De fato, não são raras as informações de criminosos apreendidos em diferentes partes do mundo por aplicar o golpe do príncipe nigeriano. Em 2018, a polícia dos EUA prendeu um homem de 67 anos responsável por 269 contas bancárias usadas para lavagem de dinheiro e transferências fraudulentas por esse tipo de golpe.
Dados da empresa de segurança digital McAfee mostram que Alemanha, Reino Unido e Brasil ocupam lugar de destaque entre os países de onde partem os ataques onlines.
"A Alemanha é sede da economia de internet clandestina mais sofisticada da União Europeia. O Brasil é a segunda fonte de ataques cibernéticos e o terceiro alvo mais atingido", diz Paula Xavier, líder de consumidores online da McAfee na América Latina.
Conta do banco em troca de afeto digital
Entre os golpes sociais, o catfish tem lugar de destaque. Nesse tipo de crime, a vítima é iludida por um falso perfil que se diz apaixonado, o que leva a pessoa a abrir sua vida e conta bancária em troca de afeto digital.
Foi o que aconteceu com o jogador de vôlei italiano Roberto Cazzaniga, que passou 15 anos acreditando que namorava uma pessoa idêntica à supermodelo brasileira Alessandra Ambrósio. O falso romance custou mais de R$ 4 milhões ao esportista.
Como bem lembrou o The Guardian nigeriano, o cenário de cibercrimes não começa nem termina nos chamados golpes sociais. Eles são apenas a pontinha de um iceberg gigantesco, capaz de afundar inúmeros Titanics.
"O maior problema dentro do crime digital atualmente está relacionado ao ciberbullying e a pornografia infantil", diz Bokhari. Ele lembra que o tema é tão grave que as Nações Unidas vêm se debruçando sobre o problema, a ponto de propor soluções a nível de governança global.

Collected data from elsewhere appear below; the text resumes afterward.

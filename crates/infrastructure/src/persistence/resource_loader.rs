//! File system resource loader.

use std::collections::HashMap;
use std::path::{Path, PathBuf};
use std::sync::{Mutex, PoisonError};

use async_trait::async_trait;
use serde_json::Value;
use tapestry_application::ports::{LoadError, ResourceLoader};
use tokio::fs;
use tracing::debug;

use crate::serialization::Format;

/// Loads JSON and YAML resources relative to a base directory using `tokio::fs`.
///
/// Paths without an extension resolve to `<path>.json`, then `<path>.yaml`.
/// Parsed resources are cached by resolved path unless caching is disabled.
#[derive(Debug, Default)]
pub struct FsResourceLoader {
    base_dir: PathBuf,
    cache: Option<Mutex<HashMap<PathBuf, Value>>>,
}

impl FsResourceLoader {
    /// Creates a caching loader rooted at `base_dir`.
    #[must_use]
    pub fn new(base_dir: impl Into<PathBuf>) -> Self {
        Self {
            base_dir: base_dir.into(),
            cache: Some(Mutex::default()),
        }
    }

    /// Enables or disables the parse cache.
    #[must_use]
    pub fn with_cache(mut self, enabled: bool) -> Self {
        self.cache = enabled.then(Mutex::default);
        self
    }

    /// Directory relative paths are resolved against.
    #[must_use]
    pub fn base_dir(&self) -> &Path {
        &self.base_dir
    }

    async fn resolve(&self, path: &str) -> Result<(PathBuf, Format), LoadError> {
        let candidate = self.base_dir.join(path);
        if let Some(format) = Format::detect(&candidate) {
            return Ok((candidate, format));
        }
        if candidate.extension().is_some() {
            return Err(LoadError::Unsupported(candidate));
        }
        for extension in ["json", "yaml", "yml"] {
            let with_extension = candidate.with_extension(extension);
            if fs::metadata(&with_extension).await.is_ok_and(|m| m.is_file()) {
                let format = Format::detect(&with_extension).unwrap_or(Format::Json);
                return Ok((with_extension, format));
            }
        }
        Err(LoadError::NotFound(candidate))
    }

    fn cached(&self, path: &Path) -> Option<Value> {
        self.cache.as_ref().and_then(|cache| {
            cache
                .lock()
                .unwrap_or_else(PoisonError::into_inner)
                .get(path)
                .cloned()
        })
    }

    fn remember(&self, path: PathBuf, value: &Value) {
        if let Some(cache) = &self.cache {
            cache
                .lock()
                .unwrap_or_else(PoisonError::into_inner)
                .insert(path, value.clone());
        }
    }
}

#[async_trait]
impl ResourceLoader for FsResourceLoader {
    async fn load(&self, path: &str) -> Result<Value, LoadError> {
        let (resolved, format) = self.resolve(path).await?;
        if let Some(value) = self.cached(&resolved) {
            return Ok(value);
        }

        let text = fs::read_to_string(&resolved).await.map_err(|e| {
            if e.kind() == std::io::ErrorKind::NotFound {
                LoadError::NotFound(resolved.clone())
            } else {
                LoadError::Io {
                    path: resolved.clone(),
                    message: e.to_string(),
                }
            }
        })?;
        let value = format.parse(&text).map_err(|e| LoadError::Parse {
            path: resolved.clone(),
            message: e.to_string(),
        })?;

        debug!(path = %resolved.display(), "resource loaded");
        self.remember(resolved, &value);
        Ok(value)
    }
}

#[cfg(test)]
#[allow(clippy::unwrap_used)]
mod tests {
    use super::*;
    use pretty_assertions::assert_eq;
    use serde_json::json;
    use tempfile::TempDir;

    fn write(dir: &TempDir, name: &str, contents: &str) {
        let path = dir.path().join(name);
        std::fs::create_dir_all(path.parent().unwrap()).unwrap();
        std::fs::write(path, contents).unwrap();
    }

    #[tokio::test]
    async fn test_load_json_and_yaml() {
        let dir = TempDir::new().unwrap();
        write(&dir, "fixtures/user.json", r#"{"id": 1}"#);
        write(&dir, "fixtures/order.yaml", "id: 2\nitems: [a]\n");
        let loader = FsResourceLoader::new(dir.path());

        assert_eq!(loader.load("./fixtures/user.json").await.unwrap(), json!({"id": 1}));
        assert_eq!(
            loader.load("fixtures/order.yaml").await.unwrap(),
            json!({"id": 2, "items": ["a"]})
        );
    }

    #[tokio::test]
    async fn test_extensionless_path() {
        let dir = TempDir::new().unwrap();
        write(&dir, "data.json", "[1, 2]");
        let loader = FsResourceLoader::new(dir.path());
        assert_eq!(loader.load("./data").await.unwrap(), json!([1, 2]));
    }

    #[tokio::test]
    async fn test_errors() {
        let dir = TempDir::new().unwrap();
        write(&dir, "broken.json", "{");
        write(&dir, "notes.txt", "hi");
        let loader = FsResourceLoader::new(dir.path());

        assert!(matches!(
            loader.load("missing.json").await,
            Err(LoadError::NotFound(_))
        ));
        assert!(matches!(loader.load("missing").await, Err(LoadError::NotFound(_))));
        assert!(matches!(
            loader.load("broken.json").await,
            Err(LoadError::Parse { .. })
        ));
        assert!(matches!(
            loader.load("notes.txt").await,
            Err(LoadError::Unsupported(_))
        ));
    }

    #[tokio::test]
    async fn test_cache() {
        let dir = TempDir::new().unwrap();
        write(&dir, "v.json", "1");
        let cached = FsResourceLoader::new(dir.path());
        let uncached = FsResourceLoader::new(dir.path()).with_cache(false);

        assert_eq!(cached.load("v.json").await.unwrap(), json!(1));
        assert_eq!(uncached.load("v.json").await.unwrap(), json!(1));
        write(&dir, "v.json", "2");

        assert_eq!(cached.load("v.json").await.unwrap(), json!(1));
        assert_eq!(uncached.load("v.json").await.unwrap(), json!(2));
    }
}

O acadêmico ainda destaca o lucrativo campo dos ataques à infraestrutura digital de indivíduos e empresas, como o sequestro de dados de servidores em troca de um resgate, em geral na casa dos milhões de reais.
Faltam políticas públicas
"Quando acontece um crime comum, na vida real, qual sua primeira reação? Ligar para a polícia. Quando você é vítima de um crime digital, para quem você pode ligar? Não há mecanismos de resposta, não há ninguém que você possa contatar se tiver uma falha de segurança que possa responder ao problema", destaca Bokhari.
Ele afirma que muitos países ainda carecem de leis nacionais que tipifiquem o cibercrime e lembra o caso brasileiro. "O país só aprovou uma lei de proteção de dados recentemente, em 2018. É importante ter políticas públicas que guiem as instituições sobre como utilizar diferentes softwares e, ainda mais importante, quais softwares não utilizar", diz.
Vários estados brasileiros já possuem uma Divisão de Crimes Cibernéticos entre suas polícias. Contudo, criminosos conseguem driblar os mecanismos de identificação da origem dos ataques com facilidade, o que dificulta o rastreio dos crimes, segundo os entrevistados.
"Nós precisamos da participação das vítimas, denunciando os golpes sofridos e até mesmo as possíveis tentativas de golpes já devem ser relatadas para os órgãos competentes. Lembrando que o código penal brasileiro já prevê estelionato digital", ressalta Lucas Castro.